WHAT YOU NEED TO DO ▸
Report back every line in the data that includes the string "windows".

%%

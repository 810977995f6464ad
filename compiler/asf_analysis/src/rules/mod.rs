//! Semantic diagnostic rules.
//!
//! Each rule looks at one node at a time and reports into its own list.
//! The [`RuleEngine`] walks the tree once, hands every node to every rule,
//! then concatenates the lists in registration order. Rules never see each
//! other's output.

mod deallocation;
mod names;
mod signatures;
mod target;

use asf_diagnostic::{Diagnostic, ErrorCode};
use asf_ir::{Formula, Node, Visitor};

pub use deallocation::{InvalidAssignmentFromKeyword, InvalidAssignmentToDeallocationOption};
pub use names::{UnknownFunctionName, UnknownMethodName};
pub use signatures::{InvalidFunctionSignature, InvalidMethodSignature};
pub use target::InvalidMethodInvocationTarget;

/// A semantic check over single nodes.
pub trait Rule: Send + Sync {
    /// The catalog code this rule reports.
    fn code(&self) -> ErrorCode;

    /// Inspect `node`, pushing any findings onto `out`.
    fn check(&self, node: Node<'_>, out: &mut Vec<Diagnostic>);
}

/// Ordered list of rules. The order fixes the order of the output.
pub struct RuleRegistry {
    rules: Vec<Box<dyn Rule>>,
}

impl RuleRegistry {
    /// Every built-in rule.
    pub fn new() -> Self {
        RuleRegistry {
            rules: vec![
                Box::new(UnknownFunctionName),
                Box::new(UnknownMethodName),
                Box::new(InvalidFunctionSignature),
                Box::new(InvalidMethodSignature),
                Box::new(InvalidMethodInvocationTarget),
                Box::new(InvalidAssignmentToDeallocationOption),
                Box::new(InvalidAssignmentFromKeyword),
            ],
        }
    }

    pub fn with_rules(rules: Vec<Box<dyn Rule>>) -> Self {
        RuleRegistry { rules }
    }

    pub fn len(&self) -> usize {
        self.rules.len()
    }

    pub fn is_empty(&self) -> bool {
        self.rules.is_empty()
    }

    /// Run every rule over `formula`.
    #[tracing::instrument(level = "debug", skip_all, fields(rules = self.rules.len()))]
    pub fn run(&self, formula: &Formula) -> Vec<Diagnostic> {
        let mut engine = RuleEngine::new(self);
        formula.accept(&mut engine);
        let diagnostics = engine.finish();
        tracing::debug!(count = diagnostics.len(), "rules finished");
        diagnostics
    }
}

impl Default for RuleRegistry {
    fn default() -> Self {
        Self::new()
    }
}

/// Traversal client that fans nodes out to the registered rules.
pub struct RuleEngine<'r> {
    rules: &'r [Box<dyn Rule>],
    found: Vec<Vec<Diagnostic>>,
}

impl<'r> RuleEngine<'r> {
    pub fn new(registry: &'r RuleRegistry) -> Self {
        RuleEngine {
            rules: &registry.rules,
            found: registry.rules.iter().map(|_| Vec::new()).collect(),
        }
    }

    /// Diagnostics grouped by rule in registration order.
    pub fn finish(self) -> Vec<Diagnostic> {
        self.found.into_iter().flatten().collect()
    }
}

impl<'ast> Visitor<'ast> for RuleEngine<'_> {
    fn visit(&mut self, node: Node<'ast>) {
        for (rule, out) in self.rules.iter().zip(&mut self.found) {
            rule.check(node, out);
        }
    }
}

/// Run the built-in rules over `formula`.
pub fn run_rules(formula: &Formula) -> Vec<Diagnostic> {
    RuleRegistry::new().run(formula)
}

#[cfg(test)]
mod tests;
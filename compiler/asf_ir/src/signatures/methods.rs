use super::{MethodSignatureInfo, ParameterInfo};

const START_TIME: ParameterInfo = ParameterInfo {
    name: "startTime",
    display_text: "startTime: timeinterval",
    description: "How far back to start collecting samples.",
};

const END_TIME: ParameterInfo = ParameterInfo {
    name: "endTime",
    display_text: "endTime: timeinterval",
    description: "How far back to stop collecting samples.",
};

const SAMPLE_PERCENT: ParameterInfo = ParameterInfo {
    name: "samplePercent",
    display_text: "samplePercent: double",
    description: "Minimum percentage of samples that must be available.",
};

const COUNT_PARAM: ParameterInfo = ParameterInfo {
    name: "count",
    display_text: "count: double",
    description: "Number of most recent samples to return.",
};

const GET_SAMPLE: &str = "Returns a vector of sample values.";
const GET_SAMPLE_PERCENT: &str =
    "Returns the percentage of samples available in the given time interval.";

pub(super) const ENTRIES: super::SignatureEntries = &[
    (
        "GetSample",
        &[
            MethodSignatureInfo {
                name: "GetSample",
                description: GET_SAMPLE,
                parameters: &[COUNT_PARAM],
                return_type: "doubleVec",
            },
            MethodSignatureInfo {
                name: "GetSample",
                description: GET_SAMPLE,
                parameters: &[START_TIME, END_TIME],
                return_type: "doubleVec",
            },
            MethodSignatureInfo {
                name: "GetSample",
                description: GET_SAMPLE,
                parameters: &[START_TIME, END_TIME, SAMPLE_PERCENT],
                return_type: "doubleVec",
            },
        ],
    ),
    (
        "GetSamplePercent",
        &[
            MethodSignatureInfo {
                name: "GetSamplePercent",
                description: GET_SAMPLE_PERCENT,
                parameters: &[START_TIME],
                return_type: "double",
            },
            MethodSignatureInfo {
                name: "GetSamplePercent",
                description: GET_SAMPLE_PERCENT,
                parameters: &[START_TIME, END_TIME],
                return_type: "double",
            },
        ],
    ),
    (
        "GetSamplePeriod",
        &[MethodSignatureInfo {
            name: "GetSamplePeriod",
            description: "Returns the period of the samples taken.",
            parameters: &[],
            return_type: "timeinterval",
        }],
    ),
    (
        "Count",
        &[MethodSignatureInfo {
            name: "Count",
            description: "Returns the total number of samples in the metric history.",
            parameters: &[],
            return_type: "double",
        }],
    ),
    (
        "HistoryBeginTime",
        &[MethodSignatureInfo {
            name: "HistoryBeginTime",
            description: "Returns the timestamp of the oldest available sample.",
            parameters: &[],
            return_type: "timestamp",
        }],
    ),
];
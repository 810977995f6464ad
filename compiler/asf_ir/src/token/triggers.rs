//! Presentation metadata consumed by syntax coloring.

use bitflags::bitflags;

/// Display-color category of a token.
#[derive(Copy, Clone, Eq, PartialEq, Hash, Debug)]
#[cfg_attr(feature = "serde", derive(serde::Serialize, serde::Deserialize))]
pub enum TokenClass {
    Text,
    Comment,
    Identifier,
    Keyword,
    Number,
    String,
    Operator,
    Delimiter,
    Error,
}

bitflags! {
    /// Editor actions a token can trigger.
    #[derive(Copy, Clone, Eq, PartialEq, Hash, Debug, Default)]
    pub struct TokenTriggers: u8 {
        /// `.` after a sampling variable opens the method list.
        const MEMBER_SELECT = 1 << 0;
        /// Parentheses highlight their partner.
        const MATCH_BRACES = 1 << 1;
        const PARAMETER_START = 1 << 2;
        const PARAMETER_NEXT = 1 << 3;
        const PARAMETER_END = 1 << 4;
    }
}
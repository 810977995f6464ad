//! Cursor-style lexer driven by the parser.
//!
//! The lexer keeps only an offset. `peek` re-scans from it, `skip` moves
//! past the last peeked token, and `consume` skips trivia and asserts the
//! kind of the next significant token.

use asf_ir::{Token, TokenKind};

use crate::scanner::scan;

/// `consume` found a different token than the one required.
#[derive(Copy, Clone, Debug, Eq, PartialEq, thiserror::Error)]
#[error("expected {}, found {}", .expected.display_name(), describe(.found))]
pub struct UnexpectedToken<'src> {
    pub expected: TokenKind,
    pub found: Token<'src>,
}

/// How a token is named in messages: its text in backticks, or the kind
/// name when there is no text.
pub fn describe(token: &Token<'_>) -> String {
    if token.text.is_empty() {
        token.kind.display_name().to_string()
    } else {
        format!("`{}`", token.text.escape_debug())
    }
}

#[derive(Clone, Debug)]
pub struct Lexer<'src> {
    source: &'src str,
    offset: usize,
    peeked: Option<Token<'src>>,
}

impl<'src> Lexer<'src> {
    pub fn new(source: &'src str) -> Self {
        Lexer {
            source,
            offset: 0,
            peeked: None,
        }
    }

    pub fn source(&self) -> &'src str {
        self.source
    }

    /// Byte offset of the next token.
    pub fn offset(&self) -> usize {
        self.offset
    }

    /// The token at the current offset, trivia included. Does not advance.
    pub fn peek(&mut self) -> Token<'src> {
        if let Some(token) = self.peeked {
            return token;
        }
        let token = scan(self.source, self.offset);
        self.peeked = Some(token);
        token
    }

    /// Advance past the token `peek` returns. A no-op at `End`.
    pub fn skip(&mut self) {
        let token = self.peek();
        self.offset = token.span.end as usize;
        self.peeked = None;
    }

    /// Advance past whitespace and comments.
    pub fn skip_trivia(&mut self) {
        while self.peek().is_trivia() {
            self.skip();
        }
    }

    /// The next significant token, after skipping trivia.
    pub fn peek_significant(&mut self) -> Token<'src> {
        self.skip_trivia();
        self.peek()
    }

    /// Skip trivia and take the next token if it has kind `expected`.
    /// On mismatch nothing past the trivia is consumed.
    pub fn consume(&mut self, expected: TokenKind) -> Result<Token<'src>, UnexpectedToken<'src>> {
        let found = self.peek_significant();
        if found.kind == expected {
            self.skip();
            Ok(found)
        } else {
            Err(UnexpectedToken { expected, found })
        }
    }

    /// Take the next significant token if it has kind `kind`.
    pub fn eat(&mut self, kind: TokenKind) -> Option<Token<'src>> {
        self.consume(kind).ok()
    }

    /// Take the next significant token, whatever it is.
    pub fn bump(&mut self) -> Token<'src> {
        let token = self.peek_significant();
        self.skip();
        token
    }

    /// Every remaining token in order, trivia included, `End` excluded.
    pub fn tokens(self) -> Tokens<'src> {
        Tokens { lexer: self }
    }
}

/// Iterator returned by [`Lexer::tokens`].
#[derive(Clone, Debug)]
pub struct Tokens<'src> {
    lexer: Lexer<'src>,
}

impl<'src> Iterator for Tokens<'src> {
    type Item = Token<'src>;

    fn next(&mut self) -> Option<Self::Item> {
        let token = self.lexer.peek();
        if token.kind == TokenKind::End {
            return None;
        }
        self.lexer.skip();
        Some(token)
    }
}
use std::io;

use asf_diagnostic::UnknownErrorCode;

/// Failures of the driver itself, as opposed to problems in the formula.
#[derive(Debug, thiserror::Error)]
pub enum CliError {
    #[error("cannot find file '{path}'")]
    NotFound { path: String },

    #[error("permission denied reading '{path}'")]
    PermissionDenied { path: String },

    #[error("'{path}' contains invalid UTF-8 data")]
    InvalidUtf8 { path: String },

    #[error("cannot read '{path}': {source}")]
    Read {
        path: String,
        #[source]
        source: io::Error,
    },

    #[error("cannot write output: {0}")]
    Write(#[from] io::Error),

    #[error("unknown command `{0}`")]
    UnknownCommand(String),

    #[error("unknown option `{0}`")]
    UnknownOption(String),

    #[error("invalid value `{value}` for `--{option}`")]
    InvalidValue { option: &'static str, value: String },

    #[error("missing argument\n\nUsage: {usage}")]
    MissingArgument { usage: &'static str },

    #[error(transparent)]
    UnknownCode(#[from] UnknownErrorCode),
}

impl CliError {
    /// Classify an error from reading `path`.
    pub fn read(path: &str, error: io::Error) -> Self {
        let path = path.to_string();
        match error.kind() {
            io::ErrorKind::NotFound => CliError::NotFound { path },
            io::ErrorKind::PermissionDenied => CliError::PermissionDenied { path },
            io::ErrorKind::InvalidData => CliError::InvalidUtf8 { path },
            _ => CliError::Read {
                path,
                source: error,
            },
        }
    }
}
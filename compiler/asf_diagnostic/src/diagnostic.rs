//! Core diagnostic types.

use std::fmt;

use asf_ir::Span;

use crate::ErrorCode;

#[derive(Copy, Clone, Eq, PartialEq, Hash, Debug, serde::Serialize)]
#[serde(rename_all = "lowercase")]
pub enum Severity {
    Error,
    Warning,
    Note,
}

impl fmt::Display for Severity {
    fn fmt(&self, f: &mut fmt::Formatter<'_>) -> fmt::Result {
        match self {
            Severity::Error => write!(f, "error"),
            Severity::Warning => write!(f, "warning"),
            Severity::Note => write!(f, "note"),
        }
    }
}

/// One reported problem: a catalog code, a message and the span it covers.
///
/// Equality includes the span, so the same message at two positions is two
/// distinct diagnostics.
#[derive(Clone, Eq, PartialEq, Hash, Debug)]
#[must_use = "diagnostics should be reported or returned, not silently dropped"]
pub struct Diagnostic {
    pub code: ErrorCode,
    pub severity: Severity,
    pub message: String,
    pub span: Span,
    /// Extra context, rendered after the message.
    pub notes: Vec<String>,
}

impl Diagnostic {
    /// A diagnostic with the catalog severity of `code`.
    #[cold]
    pub fn new(code: ErrorCode, message: impl Into<String>, span: Span) -> Self {
        Diagnostic {
            code,
            severity: code.severity(),
            message: message.into(),
            span,
            notes: Vec::new(),
        }
    }

    pub fn with_note(mut self, note: impl Into<String>) -> Self {
        self.notes.push(note.into());
        self
    }

    /// Index of the first covered byte.
    pub const fn start_index(&self) -> usize {
        self.span.start_index()
    }

    /// Index of the last covered byte (inclusive).
    pub const fn end_index(&self) -> usize {
        self.span.end_index()
    }

    pub fn is_error(&self) -> bool {
        matches!(self.severity, Severity::Error)
    }

    pub fn is_parse_error(&self) -> bool {
        self.code.is_parse_error()
    }
}

impl fmt::Display for Diagnostic {
    fn fmt(&self, f: &mut fmt::Formatter<'_>) -> fmt::Result {
        write!(
            f,
            "{}[{}] {}..={}: {}",
            self.severity,
            self.code,
            self.start_index(),
            self.end_index(),
            self.message
        )
    }
}
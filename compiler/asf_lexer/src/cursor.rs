//! Byte cursor over the source text.
//!
//! Reads past the end yield `0`, so scanning loops terminate without explicit
//! bounds checks as long as their predicates reject `0`. The cursor is
//! `Copy`, which makes checkpointing free.

#[derive(Clone, Copy, Debug)]
pub(crate) struct Cursor<'a> {
    source: &'a str,
    pos: usize,
}

impl<'a> Cursor<'a> {
    pub(crate) fn new(source: &'a str, pos: usize) -> Self {
        Cursor {
            source,
            pos: pos.min(source.len()),
        }
    }

    #[inline]
    pub(crate) fn pos(&self) -> usize {
        self.pos
    }

    /// Byte at the cursor, `0` at end of input.
    #[inline]
    pub(crate) fn current(&self) -> u8 {
        self.byte_at(self.pos)
    }

    /// Byte after the cursor, `0` past end of input.
    #[inline]
    pub(crate) fn peek(&self) -> u8 {
        self.byte_at(self.pos + 1)
    }

    #[inline]
    fn byte_at(&self, index: usize) -> u8 {
        self.source.as_bytes().get(index).copied().unwrap_or(0)
    }

    /// Full character at the cursor.
    #[inline]
    pub(crate) fn current_char(&self) -> Option<char> {
        self.source.get(self.pos..).and_then(|rest| rest.chars().next())
    }

    #[inline]
    pub(crate) fn advance(&mut self) {
        self.pos = (self.pos + 1).min(self.source.len());
    }

    /// Advance past one full character.
    #[inline]
    pub(crate) fn advance_char(&mut self) {
        let width = self.current_char().map_or(1, char::len_utf8);
        self.pos = (self.pos + width).min(self.source.len());
    }

    /// Advance while `pred` holds for the current character.
    pub(crate) fn eat_while(&mut self, pred: impl Fn(char) -> bool) {
        while let Some(c) = self.current_char() {
            if !pred(c) {
                break;
            }
            self.pos += c.len_utf8();
        }
    }

    /// Advance past the next `\n`, or to end of input if there is none.
    pub(crate) fn eat_through_newline(&mut self) {
        let rest = &self.source.as_bytes()[self.pos..];
        self.pos = match memchr::memchr(b'\n', rest) {
            Some(offset) => self.pos + offset + 1,
            None => self.source.len(),
        };
    }

    /// Text between this checkpoint and a later cursor over the same source.
    pub(crate) fn slice_to(&self, later: &Cursor<'a>) -> &'a str {
        self.source.get(self.pos..later.pos).unwrap_or_default()
    }

    /// Advance to the next `byte`. Returns `false` without moving if there
    /// is none.
    pub(crate) fn eat_until(&mut self, byte: u8) -> bool {
        let rest = &self.source.as_bytes()[self.pos..];
        match memchr::memchr(byte, rest) {
            Some(offset) => {
                self.pos += offset;
                true
            }
            None => false,
        }
    }
}
//! Totality and span invariants on arbitrary input.

use proptest::prelude::*;

use crate::parse;

#[test]
fn test_deeply_nested_parentheses() {
    let depth = 5_000;
    let source = format!("a = {}1{}", "(".repeat(depth), ")".repeat(depth));
    let output = parse(&source);
    assert!(!output.has_errors());
    assert_eq!(output.formula.assignments.len(), 1);
}

#[test]
fn test_deeply_nested_unary() {
    let source = format!("a = {}1", "-".repeat(20_000));
    assert!(!parse(&source).has_errors());
}

proptest! {
    #[test]
    fn prop_parse_is_total(source in any::<String>()) {
        let output = parse(&source);
        prop_assert_eq!(output.formula.span.start, 0);
        prop_assert_eq!(output.formula.span.end as usize, source.len());
    }

    #[test]
    fn prop_errors_and_assignments_in_source_order(
        source in "[a-c$ 0-9.;=+*/()<>!&|?:,^\n-]{0,64}"
    ) {
        let output = parse(&source);
        for pair in output.errors.windows(2) {
            prop_assert!(pair[0].span.start <= pair[1].span.start);
        }
        for pair in output.formula.assignments.windows(2) {
            prop_assert!(pair[0].span.end <= pair[1].span.start);
        }
        for assignment in &output.formula.assignments {
            prop_assert!(assignment.span.end as usize <= source.len());
        }
    }
}
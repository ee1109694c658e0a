//! Compiles a pattern into a [`ConstraintGraph`] (spec.md §4.1).
//!
//! Each pattern quad is classified by how many of its subject, predicate and
//! object are variables, then turned into first-, zero- or second-degree
//! constraints attached to the variables it mentions. The optional graph
//! term of a quad is carried separately as a [`GraphCheck`], verified once a
//! full solution is assigned rather than constraining any hexastore range
//! (see `SPEC_FULL.md` §4, "Graph name in quads").

use std::collections::{HashMap, HashSet};
use std::fmt;

use crate::constraint::{Constraint, Dual};
use crate::dictionary::Dictionary;
use crate::hexastore::{Hexastore, Permutation, Place, ReflexivePlace};
use crate::id::Id;
use crate::kv::{KvError, KvStore};
use crate::provenance::{GraphCheck, GraphExpectation, Resolvable};
use crate::scorer;
use crate::sorter::{self, Dependencies};
use crate::term::{Pattern, PatternQuad, PatternTerm, Term};
use crate::variable::{Variable, ZeroDegreeConstraint};

/// Errors surfaced while compiling a pattern (spec.md §7.1).
#[derive(Debug)]
pub enum BuildError {
    /// A pattern triple whose subject, predicate and object are all
    /// variables has no ground anchor and cannot be evaluated.
    MalformedPattern,
    /// A quad's graph term is a variable that never appears as a subject,
    /// predicate or object elsewhere in the pattern, so it has no
    /// hexastore-backed candidate set to drive it (`SPEC_FULL.md` §4).
    UnanchoredGraphVariable(String),
    Kv(KvError),
}

impl fmt::Display for BuildError {
    fn fmt(&self, f: &mut fmt::Formatter<'_>) -> fmt::Result {
        match self {
            BuildError::MalformedPattern => {
                write!(f, "pattern triple has no ground term to anchor it")
            }
            BuildError::UnanchoredGraphVariable(name) => {
                write!(f, "graph variable '{name}' is never bound as a subject, predicate or object")
            }
            BuildError::Kv(e) => write!(f, "{e}"),
        }
    }
}

impl std::error::Error for BuildError {}

impl From<KvError> for BuildError {
    fn from(e: KvError) -> Self {
        BuildError::Kv(e)
    }
}

/// The compiled, scored and sorted representation of one pattern, ready to
/// be [`crate::query::open`]ed any number of times (spec.md §3,
/// "Constraint graph").
#[derive(Debug, Default)]
pub struct ConstraintGraph {
    pub(crate) variables: Vec<Variable>,
    pub(crate) deps: Dependencies,
    pub(crate) graph_checks: Vec<GraphCheck>,
    /// `false` once any ground term in the pattern is unknown to the
    /// dictionary (spec.md §7.2): the cursor yields zero solutions without
    /// this being an error.
    satisfiable: bool,
}

impl ConstraintGraph {
    fn unsatisfiable() -> Self {
        ConstraintGraph {
            variables: Vec::new(),
            deps: Dependencies::default(),
            graph_checks: Vec::new(),
            satisfiable: false,
        }
    }

    pub fn is_satisfiable(&self) -> bool {
        self.satisfiable
    }

    /// Variable names, in sorted execution order.
    pub fn ordered_names(&self) -> Vec<String> {
        self.deps
            .order
            .iter()
            .map(|&idx| self.variables[idx].name.clone())
            .collect()
    }

    pub(crate) fn variable_count(&self) -> usize {
        self.deps.order.len()
    }

    pub(crate) fn position_of(&self, name: &str) -> Option<usize> {
        self.deps.position.get(name).copied()
    }
}

/// One resolved slot of a triple: either a ground identifier or the name of
/// a pattern variable.
enum Slot {
    Ground(Id),
    Variable(String),
}

fn resolve_slot<D: Dictionary>(term: &PatternTerm, dict: &D) -> Result<Option<Slot>, BuildError> {
    match term {
        PatternTerm::Variable(name) => Ok(Some(Slot::Variable(name.clone()))),
        PatternTerm::Ground(t) => match dict.lookup(t)? {
            Some(id) => Ok(Some(Slot::Ground(id))),
            None => Ok(None),
        },
    }
}

struct Builder {
    variables: Vec<Variable>,
    index: HashMap<String, usize>,
}

impl Builder {
    fn new() -> Self {
        Builder {
            variables: Vec::new(),
            index: HashMap::new(),
        }
    }

    fn get_or_create(&mut self, name: &str) -> usize {
        if let Some(&idx) = self.index.get(name) {
            return idx;
        }
        let idx = self.variables.len();
        self.variables.push(Variable::new(name));
        self.index.insert(name.to_string(), idx);
        idx
    }
}

/// Compiles `pattern` into a [`ConstraintGraph`], reading `dict` for ground
/// term lookups and `kv` for the cardinality statistics the scorer needs.
pub fn build<K, D>(pattern: &Pattern, dict: &D, kv: &K) -> Result<ConstraintGraph, BuildError>
where
    K: KvStore + ?Sized,
    D: Dictionary,
{
    let mut builder = Builder::new();
    let mut graph_checks = Vec::new();
    let mut graph_variables_used = HashSet::new();

    for quad in pattern {
        let PatternQuad {
            subject,
            predicate,
            object,
            graph,
        } = quad;

        let s = resolve_slot(subject, dict)?;
        let p = resolve_slot(predicate, dict)?;
        let o = resolve_slot(object, dict)?;
        let (Some(s), Some(p), Some(o)) = (s, p, o) else {
            // spec.md §4.1: an unknown ground term makes the whole query
            // unsatisfiable; short-circuit rather than keep compiling.
            return Ok(ConstraintGraph::unsatisfiable());
        };

        let var_count = [is_variable(&s), is_variable(&p), is_variable(&o)]
            .iter()
            .filter(|v| **v)
            .count();

        if var_count == 3 {
            return Err(BuildError::MalformedPattern);
        }

        // A quad's graph term is classified and constrained independently of
        // how many of its subject/predicate/object slots are variables
        // (`SPEC_FULL.md` §4): even an all-ground quad (`var_count == 0`,
        // which `continue`s below without building any S/P/O constraint)
        // can carry a graph variable that needs registering here, or it
        // would be silently dropped instead of either being bound elsewhere
        // in the pattern or rejected as unanchored.
        if let Some(graph_term) = graph {
            match graph_term {
                PatternTerm::Variable(name) => {
                    graph_variables_used.insert(name.clone());
                }
                PatternTerm::Ground(_) => {}
            }
            graph_checks.push(build_graph_check(&s, &p, &o, graph_term, dict)?);
        }

        match var_count {
            0 => continue,
            1 => build_first_degree(&mut builder, &s, &p, &o),
            2 => build_two_variable(&mut builder, &s, &p, &o),
            _ => unreachable!(),
        }
    }

    for name in &graph_variables_used {
        if !builder.index.contains_key(name) {
            return Err(BuildError::UnanchoredGraphVariable(name.clone()));
        }
    }

    let hx = Hexastore::new(kv);
    scorer::score_all(&hx, &mut builder.variables)?;
    let deps = sorter::sort_and_link(&builder.variables);

    Ok(ConstraintGraph {
        variables: builder.variables,
        deps,
        graph_checks,
        satisfiable: true,
    })
}

fn is_variable(slot: &Slot) -> bool {
    matches!(slot, Slot::Variable(_))
}

fn build_graph_check<D: Dictionary>(
    s: &Slot,
    p: &Slot,
    o: &Slot,
    graph_term: &PatternTerm,
    _dict: &D,
) -> Result<GraphCheck, BuildError> {
    let expectation = match graph_term {
        PatternTerm::Ground(term) => GraphExpectation::Ground(term.text().to_string()),
        PatternTerm::Variable(name) => GraphExpectation::Variable(name.clone()),
    };
    Ok(GraphCheck {
        subject: resolvable(s),
        predicate: resolvable(p),
        object: resolvable(o),
        graph: expectation,
        permutation: Permutation::Spo,
    })
}

fn resolvable(slot: &Slot) -> Resolvable {
    match slot {
        Slot::Ground(id) => Resolvable::Ground(*id),
        Slot::Variable(name) => Resolvable::Variable(name.clone()),
    }
}

/// Exactly one of `s`, `p`, `o` is a variable; the other two are ground
/// (spec.md §4.1, "Exactly one variable").
fn build_first_degree(builder: &mut Builder, s: &Slot, p: &Slot, o: &Slot) {
    let (place, var_name, perm, m, n) = match (s, p, o) {
        (Slot::Variable(name), Slot::Ground(pp), Slot::Ground(oo)) => {
            (Place::S, name, Permutation::Pos, *pp, *oo)
        }
        (Slot::Ground(ss), Slot::Variable(name), Slot::Ground(oo)) => {
            (Place::P, name, Permutation::Osp, *oo, *ss)
        }
        (Slot::Ground(ss), Slot::Ground(pp), Slot::Variable(name)) => {
            (Place::O, name, Permutation::Spo, *ss, *pp)
        }
        _ => unreachable!("exactly one variable expected"),
    };
    let _ = place;
    let idx = builder.get_or_create(var_name);
    builder.variables[idx].push_first_degree(Constraint::ground(perm, m, n));
}

/// Exactly two of `s`, `p`, `o` are variables (spec.md §4.1, "Exactly two
/// variables"). If both name the same variable the triple is zero-degree
/// reflexive; otherwise it links two distinct variables via dual
/// constraints.
fn build_two_variable(builder: &mut Builder, s: &Slot, p: &Slot, o: &Slot) {
    match (s, p, o) {
        (Slot::Variable(a), Slot::Variable(b), Slot::Ground(oo)) if a == b => {
            build_reflexive(builder, a, ReflexivePlace::Sp, Permutation::Osp, *oo);
        }
        (Slot::Ground(ss), Slot::Variable(a), Slot::Variable(b)) if a == b => {
            build_reflexive(builder, a, ReflexivePlace::Po, Permutation::Spo, *ss);
        }
        (Slot::Variable(a), Slot::Ground(pp), Slot::Variable(b)) if a == b => {
            build_reflexive(builder, a, ReflexivePlace::Os, Permutation::Pos, *pp);
        }
        (Slot::Variable(a), Slot::Variable(b), Slot::Ground(oo)) => {
            link_duals(builder, a, Place::S, b, Place::P, Place::O, *oo);
        }
        (Slot::Ground(ss), Slot::Variable(a), Slot::Variable(b)) => {
            link_duals(builder, a, Place::P, b, Place::O, Place::S, *ss);
        }
        (Slot::Variable(a), Slot::Ground(pp), Slot::Variable(b)) => {
            link_duals(builder, a, Place::S, b, Place::O, Place::P, *pp);
        }
        _ => unreachable!("exactly two variables expected"),
    }
}

fn build_reflexive(builder: &mut Builder, name: &str, place: ReflexivePlace, perm: Permutation, ground: Id) {
    let idx = builder.get_or_create(name);
    builder.variables[idx].zero_degree.push(ZeroDegreeConstraint {
        place,
        constraint: Constraint::pending(perm, ground),
    });
}

/// Links the two distinct variables of a two-variable triple.
///
/// `a_place`/`b_place` are the triple positions owned by `a` and `b`
/// respectively; `ground_place` is the remaining ground position. Since any
/// ordering of (S, P, O) is one of the six [`Permutation`]s, the constraint
/// each side scans is simply the permutation whose order is
/// `(ground, other-variable, self)`.
fn link_duals(builder: &mut Builder, a: &str, a_place: Place, b: &str, b_place: Place, ground_place: Place, ground: Id) {
    let idx_a = builder.get_or_create(a);
    let idx_b = builder.get_or_create(b);

    let perm_a = Permutation::from_order(ground_place, b_place, a_place);
    let perm_b = Permutation::from_order(ground_place, a_place, b_place);

    let slot_a = builder.variables[idx_a].push_second_degree(b, Constraint::pending(perm_a, ground));
    let slot_b = builder.variables[idx_b].push_second_degree(a, Constraint::pending(perm_b, ground));

    builder.variables[idx_a]
        .second_degree
        .get_mut(b)
        .expect("just inserted")[slot_a]
        .dual = Some(Dual {
        variable: idx_b,
        co_variable: a.to_string(),
        slot: slot_b,
    });
    builder.variables[idx_b]
        .second_degree
        .get_mut(a)
        .expect("just inserted")[slot_b]
        .dual = Some(Dual {
        variable: idx_a,
        co_variable: b.to_string(),
        slot: slot_a,
    });
}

%%

OUTPUT FOR THIS TASK ▸
        for pair in output.errors.windows(2) {
        for pair in output.formula.assignments.windows(2) {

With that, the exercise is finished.